Similar mini-casinos have also sprung up in recent years in Abbotsford, Mission and Langley without contributing to local First Nations, he noted.

“The one in Chilliwack is very disturbing because it’s built on former reserve land that used to belong to the Ch’ihl’kway’uhk people.”

He expects B.C. native groups will have to follow the lead of those in other provinces and open casinos in defiance of the law and battle the government in court for either the power to operate or for a share of existing revenues.

“We’ve attempted to go through the front door, but enough’s enough,” Hall said.

He accused the province of “racing” to add new casinos ahead of First Nations.

“There won’t be any market left for First Nations,” Hall said. “That’s why we have to escalate our efforts here to move forward.”

Vancouver-area bands control land in Point Grey and on southwest False Creek.

The North Shore has previously been flagged by the B.C. Lottery Corp. as the most populous part of B.C. still not served by casino facilities.

Hall agreed possible sites there could range from Tsleil Waututh reserves in North Vancouver to the Squamish Nation’s Park Royal Mall site in West Vancouver.
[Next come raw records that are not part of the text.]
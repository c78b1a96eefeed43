use crate::{
    constants::{MAX_ZOOM, MIN_ZOOM, OSM_ATTRIBUTION, OSM_TILE_URL, TILE_LAYER_ID, TILE_SIZE},
    core::config::MapViewConfig,
    layers::base::{LayerProperties, LayerTrait, LayerType},
};

/// Configuration for a tile layer
#[derive(Debug, Clone, PartialEq, serde::Serialize, serde::Deserialize)]
pub struct TileLayerOptions {
    /// URL template for tiles (e.g., "https://tile.openstreetmap.org/{z}/{x}/{y}.png")
    pub url_template: String,
    /// Attribution text
    pub attribution: String,
    /// Tile size in pixels
    pub tile_size: u32,
    /// Maximum zoom level for this tile source
    pub max_zoom: u8,
    /// Minimum zoom level for this tile source
    pub min_zoom: u8,
}

impl Default for TileLayerOptions {
    fn default() -> Self {
        Self {
            url_template: OSM_TILE_URL.to_string(),
            attribution: OSM_ATTRIBUTION.to_string(),
            tile_size: TILE_SIZE,
            max_zoom: MAX_ZOOM as u8,
            min_zoom: MIN_ZOOM as u8,
        }
    }
}

impl TileLayerOptions {
    /// Tile options matching a map view configuration
    pub fn from_view_config(config: &MapViewConfig) -> Self {
        Self {
            url_template: config.tile_url_template.clone(),
            attribution: config.tile_attribution.clone(),
            tile_size: TILE_SIZE,
            max_zoom: config.max_zoom.clamp(0.0, u8::MAX as f64) as u8,
            min_zoom: config.min_zoom.clamp(0.0, u8::MAX as f64) as u8,
        }
    }
}

/// The base map imagery underneath the park overlays
#[derive(Debug, Clone)]
pub struct TileLayer {
    properties: LayerProperties,
    options: TileLayerOptions,
}

impl TileLayer {
    pub fn new(id: String, options: TileLayerOptions) -> Self {
        let mut properties = LayerProperties::new(id, "Base map".to_string(), LayerType::Tile);
        properties.z_index = -1;
        Self {
            properties,
            options,
        }
    }

    /// OpenStreetMap tiles under the default layer id
    pub fn openstreetmap() -> Self {
        Self::new(TILE_LAYER_ID.to_string(), TileLayerOptions::default())
    }

    pub fn options(&self) -> &TileLayerOptions {
        &self.options
    }

    pub fn attribution(&self) -> &str {
        &self.options.attribution
    }
}

impl LayerTrait for TileLayer {
    crate::impl_layer_trait!(properties);
}

#[cfg(test)]
mod tests {
    use super::*;

    #[test]
    fn test_openstreetmap_layer() {
        let layer = TileLayer::openstreetmap();
        assert_eq!(layer.id(), TILE_LAYER_ID);
        assert_eq!(layer.layer_type(), LayerType::Tile);
        assert_eq!(layer.options().max_zoom, 15);
        assert!(layer.attribution().contains("OpenStreetMap"));
    }

    #[test]
    fn test_options_follow_view_config() {
        let config = MapViewConfig {
            max_zoom: 12.0,
            tile_url_template: "https://tiles.example.org/{z}/{x}/{y}.png".to_string(),
            ..MapViewConfig::default()
        };
        let options = TileLayerOptions::from_view_config(&config);
        assert_eq!(options.max_zoom, 12);
        assert!(options.url_template.starts_with("https://tiles.example.org"));
    }
}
A Nov. 9 letter from Hall and the First Nations Gaming Initiative to Premier Christy Clark accuses the government of “deliberate and systematic exclusion” of First Nations from gambling revenue and outlined their new strategy.

It warns aboriginal groups in B.C. will consider legal challenges to new casino projects, will be more publicly vocal in opposing them and make the government’s “discriminatory practices” an election issue this spring.
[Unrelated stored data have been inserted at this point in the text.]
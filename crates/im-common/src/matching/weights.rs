use serde::{Deserialize, Serialize};

/// Relative weight of each scoring component. Tables are expected to sum
/// to 1.0 so the overall score stays on the 0-100 scale.
#[derive(Debug, Clone, Copy, PartialEq, Serialize, Deserialize)]
pub struct ScoreWeights {
    pub technical: f64,
    pub culture: f64,
    pub red_flags: f64,
    pub cv_quality: f64,
}

/// Focus-checklist policy: red flags carry their own weighted term.
pub const CHECKLIST_WEIGHTS: ScoreWeights = ScoreWeights {
    technical: 0.35,
    culture: 0.30,
    red_flags: 0.20,
    cv_quality: 0.15,
};

/// Skill-volume policy: red flags are folded out of the weighted sum and
/// the freed weight moves to CV quality.
pub const SKILL_VOLUME_WEIGHTS: ScoreWeights = ScoreWeights {
    technical: 0.35,
    culture: 0.30,
    red_flags: 0.0,
    cv_quality: 0.35,
};

impl ScoreWeights {
    pub fn sum(&self) -> f64 {
        self.technical + self.culture + self.red_flags + self.cv_quality
    }
}

#[cfg(test)]
mod tests {
    use super::*;

    #[test]
    fn weight_tables_sum_to_one() {
        assert!((CHECKLIST_WEIGHTS.sum() - 1.0).abs() < f64::EPSILON);
        assert!((SKILL_VOLUME_WEIGHTS.sum() - 1.0).abs() < f64::EPSILON);
    }
}
use std::panic;
use std::sync::OnceLock;
use tracing_appender::non_blocking::WorkerGuard;
use tracing_subscriber::fmt::writer::BoxMakeWriter;
use tracing_subscriber::EnvFilter;

static LOG_GUARD: OnceLock<WorkerGuard> = OnceLock::new();

/// Install a global panic hook that routes panics through `tracing` with
/// file/line context. Installed once per process; later calls are no-ops.
pub fn install_tracing_panic_hook(app_name: &'static str) {
    static INSTALLED: OnceLock<()> = OnceLock::new();

    INSTALLED.get_or_init(|| {
        let default_hook = panic::take_hook();
        let include_backtrace = std::env::var("IM_LOG_INCLUDE_BACKTRACE")
            .map(|value| value == "1" || value.eq_ignore_ascii_case("true"))
            .unwrap_or(false);

        panic::set_hook(Box::new(move |info| {
            let thread = std::thread::current();
            let thread_name = thread.name().unwrap_or("unknown");

            let location = info
                .location()
                .map(|loc| format!("{}:{}:{}", loc.file(), loc.line(), loc.column()));
            let message = info
                .payload()
                .downcast_ref::<&str>()
                .map(|s| (*s).to_string())
                .or_else(|| info.payload().downcast_ref::<String>().cloned())
                .unwrap_or_else(|| "panic payload not string".into());

            tracing::error!(
                application = app_name,
                %thread_name,
                location = location.as_deref().unwrap_or("unknown"),
                panic_message = %message,
                "panic captured"
            );

            if include_backtrace {
                default_hook(info);
            }
        }));
    });
}

fn rotating_file_writer(app_name: &'static str) -> Option<BoxMakeWriter> {
    let dir = std::env::var_os("IM_LOG_DIR")?;
    let dir = std::path::PathBuf::from(dir);
    if let Err(err) = std::fs::create_dir_all(&dir) {
        tracing::warn!(error = %err, "failed to create IM_LOG_DIR; falling back to stderr");
        return None;
    }

    let appender = tracing_appender::rolling::daily(dir, format!("{app_name}.log"));
    let (non_blocking, guard) = tracing_appender::non_blocking(appender);
    let _ = LOG_GUARD.set(guard);
    Some(BoxMakeWriter::new(non_blocking))
}

/// Initialize the tracing subscriber. `RUST_LOG` controls filtering (default
/// `info`); when `IM_LOG_DIR` is set, output goes to a daily-rotated
/// `<IM_LOG_DIR>/<app>.log` instead of stderr.
pub fn init_tracing_subscriber(app_name: &'static str) {
    let env_filter = EnvFilter::try_from_default_env().unwrap_or_else(|_| EnvFilter::new("info"));
    let builder = tracing_subscriber::fmt()
        .with_env_filter(env_filter)
        .with_writer(std::io::stderr);

    if let Some(writer) = rotating_file_writer(app_name) {
        let _ = tracing_subscriber::fmt()
            .with_env_filter(
                EnvFilter::try_from_default_env().unwrap_or_else(|_| EnvFilter::new("info")),
            )
            .with_writer(writer)
            .try_init();
    } else {
        let _ = builder.try_init();
    }
}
Hall said the next steps will be for B.C. aboriginal leaders with the Union of B.C. Indian Chiefs, Assembly of First Nations and First Nations Summit to jointly agree to form an aboriginal gaming commission for B.C. to regulate native casino development and name an advisory council of experts in First Nations gaming from elsewhere in Canada.

Revenue from a casino would be shared with all First Nations in B.C., he said, adding the host band would get a larger share.
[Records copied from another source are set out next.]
/// Backend selection and credentials, resolved once at construction and
/// passed explicitly to the engine. No ambient lookups inside analyzers.
#[derive(Debug, Clone)]
pub struct BackendConfig {
    pub enabled: bool,
    pub provider: String,
    pub model: String,
    pub api_key: String,
    pub timeout_secs: u64,
}

impl Default for BackendConfig {
    fn default() -> Self {
        Self {
            enabled: true,
            provider: "mistral".into(),
            model: default_model("mistral"),
            api_key: String::new(),
            timeout_secs: 30,
        }
    }
}

impl BackendConfig {
    pub fn from_env() -> Self {
        let provider = std::env::var("LLM_PROVIDER").unwrap_or_else(|_| "mistral".into());
        let api_key = std::env::var("LLM_API_KEY")
            .ok()
            .or_else(|| provider_api_key(&provider))
            .unwrap_or_default();

        Self {
            enabled: parse_bool("LLM_ENABLED", true),
            model: std::env::var("LLM_MODEL").unwrap_or_else(|_| default_model(&provider)),
            api_key,
            timeout_secs: parse_u64("LLM_TIMEOUT_SECONDS", 30),
            provider,
        }
    }

    /// A deliberately backend-less configuration; the engine runs its
    /// deterministic fallback path.
    pub fn disabled() -> Self {
        Self {
            enabled: false,
            ..Self::default()
        }
    }
}

pub fn default_model(provider: &str) -> String {
    match provider.to_ascii_lowercase().as_str() {
        "claude" => "claude-3-5-sonnet-20241022".into(),
        "openai" => "gpt-3.5-turbo".into(),
        _ => "mistral-large-latest".into(),
    }
}

/// Credentials follow the `<NAME>_API_KEY` convention; `claude` also accepts
/// the vendor's own `ANTHROPIC_API_KEY`.
fn provider_api_key(provider: &str) -> Option<String> {
    match provider.to_ascii_lowercase().as_str() {
        "mistral" => std::env::var("MISTRAL_API_KEY").ok(),
        "claude" => std::env::var("CLAUDE_API_KEY")
            .ok()
            .or_else(|| std::env::var("ANTHROPIC_API_KEY").ok()),
        "openai" => std::env::var("OPENAI_API_KEY").ok(),
        other => std::env::var(super::credential_env_key(other)).ok(),
    }
}

pub(crate) fn parse_bool(key: &str, default: bool) -> bool {
    match std::env::var(key) {
        Ok(val) => matches!(val.to_ascii_lowercase().as_str(), "1" | "true" | "yes" | "on"),
        Err(_) => default,
    }
}

pub(crate) fn parse_u64(key: &str, default: u64) -> u64 {
    std::env::var(key)
        .ok()
        .and_then(|raw| raw.parse::<u64>().ok())
        .unwrap_or(default)
}

#[cfg(test)]
mod tests {
    use super::*;

    fn with_env(vars: &[(&str, Option<&str>)], f: impl FnOnce()) {
        use std::sync::Mutex;
        static ENV_GUARD: Mutex<()> = Mutex::new(());
        let _guard = ENV_GUARD.lock().unwrap();

        let prev: Vec<(String, Option<String>)> = vars
            .iter()
            .map(|(key, value)| {
                let previous = std::env::var(key).ok();
                match value {
                    Some(v) => std::env::set_var(key, v),
                    None => std::env::remove_var(key),
                }
                (key.to_string(), previous)
            })
            .collect();

        f();

        for (key, previous) in prev {
            if let Some(v) = previous {
                std::env::set_var(&key, v);
            } else {
                std::env::remove_var(&key);
            }
        }
    }

    #[test]
    fn provider_specific_api_keys_fill_default() {
        with_env(
            &[
                ("LLM_PROVIDER", Some("claude")),
                ("LLM_API_KEY", None),
                ("CLAUDE_API_KEY", Some("claude-secret")),
                ("ANTHROPIC_API_KEY", None),
            ],
            || {
                let cfg = BackendConfig::from_env();
                assert_eq!(cfg.provider, "claude");
                assert_eq!(cfg.api_key, "claude-secret");
                assert_eq!(cfg.model, "claude-3-5-sonnet-20241022");
            },
        );
    }

    #[test]
    fn anthropic_key_accepted_as_claude_alias() {
        with_env(
            &[
                ("LLM_PROVIDER", Some("claude")),
                ("LLM_API_KEY", None),
                ("CLAUDE_API_KEY", None),
                ("ANTHROPIC_API_KEY", Some("vendor-secret")),
            ],
            || {
                let cfg = BackendConfig::from_env();
                assert_eq!(cfg.api_key, "vendor-secret");
            },
        );
    }

    #[test]
    fn generic_key_takes_precedence() {
        with_env(
            &[
                ("LLM_PROVIDER", Some("openai")),
                ("LLM_API_KEY", Some("generic")),
                ("OPENAI_API_KEY", Some("specific")),
            ],
            || {
                let cfg = BackendConfig::from_env();
                assert_eq!(cfg.api_key, "generic");
            },
        );
    }

    #[test]
    fn reads_env_overrides() {
        with_env(
            &[
                ("LLM_ENABLED", Some("0")),
                ("LLM_PROVIDER", Some("openai")),
                ("LLM_MODEL", Some("gpt-4o-mini")),
                ("LLM_API_KEY", Some("key")),
                ("LLM_TIMEOUT_SECONDS", Some("45")),
            ],
            || {
                let cfg = BackendConfig::from_env();
                assert!(!cfg.enabled);
                assert_eq!(cfg.provider, "openai");
                assert_eq!(cfg.model, "gpt-4o-mini");
                assert_eq!(cfg.timeout_secs, 45);
            },
        );
    }

    #[test]
    fn defaults_follow_provider() {
        with_env(
            &[
                ("LLM_PROVIDER", Some("openai")),
                ("LLM_MODEL", None),
                ("LLM_API_KEY", Some("key")),
            ],
            || {
                let cfg = BackendConfig::from_env();
                assert_eq!(cfg.model, "gpt-3.5-turbo");
                assert_eq!(cfg.timeout_secs, 30);
            },
        );
    }
}
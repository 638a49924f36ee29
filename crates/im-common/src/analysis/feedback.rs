use std::sync::Arc;

use tracing::{debug, warn};

use super::culture::CultureAnalysis;
use super::red_flags::RedFlagAnalysis;
use super::skills::SkillAnalysis;
use crate::llm::TextGenerator;
use crate::CandidateRecord;

/// Everything the composer needs to write candidate-facing feedback.
pub struct FeedbackBundle<'a> {
    pub candidate: &'a CandidateRecord,
    pub overall_score: u32,
    pub skills: &'a SkillAnalysis,
    pub culture: &'a CultureAnalysis,
    pub red_flags: &'a RedFlagAnalysis,
}

pub struct FeedbackComposer {
    provider: Option<Arc<dyn TextGenerator>>,
}

impl FeedbackComposer {
    pub fn new(provider: Option<Arc<dyn TextGenerator>>) -> Self {
        Self { provider }
    }

    /// Free-text feedback for the candidate. Any backend failure or empty
    /// response degrades to the templated fallback, never an error.
    pub async fn compose(&self, bundle: &FeedbackBundle<'_>) -> String {
        if let Some(provider) = &self.provider {
            let prompt = build_prompt(bundle);
            match provider.generate_text(&prompt).await {
                Ok(text) if !text.trim().is_empty() => return text,
                Ok(_) => debug!("feedback generation returned empty text; using fallback"),
                Err(err) => warn!(error = %err, "feedback generation failed; using fallback"),
            }
        }

        fallback_feedback(bundle.candidate, bundle.overall_score)
    }
}

/// Neutral template keyed only on name and score.
pub fn fallback_feedback(candidate: &CandidateRecord, overall_score: u32) -> String {
    let name = if candidate.name.trim().is_empty() {
        "Candidate"
    } else {
        candidate.name.trim()
    };
    format!(
        "Thank you for your application, {name}!\n\n\
         Your profile shows a match score of {overall_score}%. Your experience and skills \
         align well with our requirements.\n\n\
         We encourage you to continue developing your leadership experience and technical depth.\n\n\
         Best of luck with your career!"
    )
}

fn build_prompt(bundle: &FeedbackBundle<'_>) -> String {
    format!(
        "Generate constructive, actionable feedback for this candidate.\n\
         Be specific and helpful. Mention what they did well and what they can improve.\n\n\
         Candidate: {}\n\
         Match Score: {}%\n\n\
         Strengths:\n{}\n\n\
         Culture Alignment:\n{}\n\n\
         Red Flags:\n{}\n\n\
         Generate personalized feedback that:\n\
         1. Celebrates their strengths\n\
         2. Explains why they match (or don't match)\n\
         3. Gives 2-3 specific improvement suggestions\n\
         4. Is encouraging and professional\n\n\
         Keep it to 150-200 words.",
        bundle.candidate.display_name(),
        bundle.overall_score,
        bundle.skills.soft_skills.join(", "),
        bundle.culture.reasoning,
        bundle.red_flags.flags.join(", "),
    )
}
“We’re doing this in a very careful, structured manner,” he said.

Gambling revenue could offset the impacts on bands from government cuts and perhaps buy medical equipment or upgrade needed infrastructure.

Rich Coleman, the minister responsible for gaming, was unavailable for comment.

But a ministry spokesperson said First Nations can host casinos or community gaming centres on reserve and get the same 10 per cent share of profits as a hosting municipality.

Three First Nations host gaming facilities and received a combined $2 million last year from community gaming centres in Squamish and Cowichan and the Casino of the Rockies run by the Ktunuxa/Kinbasket Tribal Council in the Kootenays.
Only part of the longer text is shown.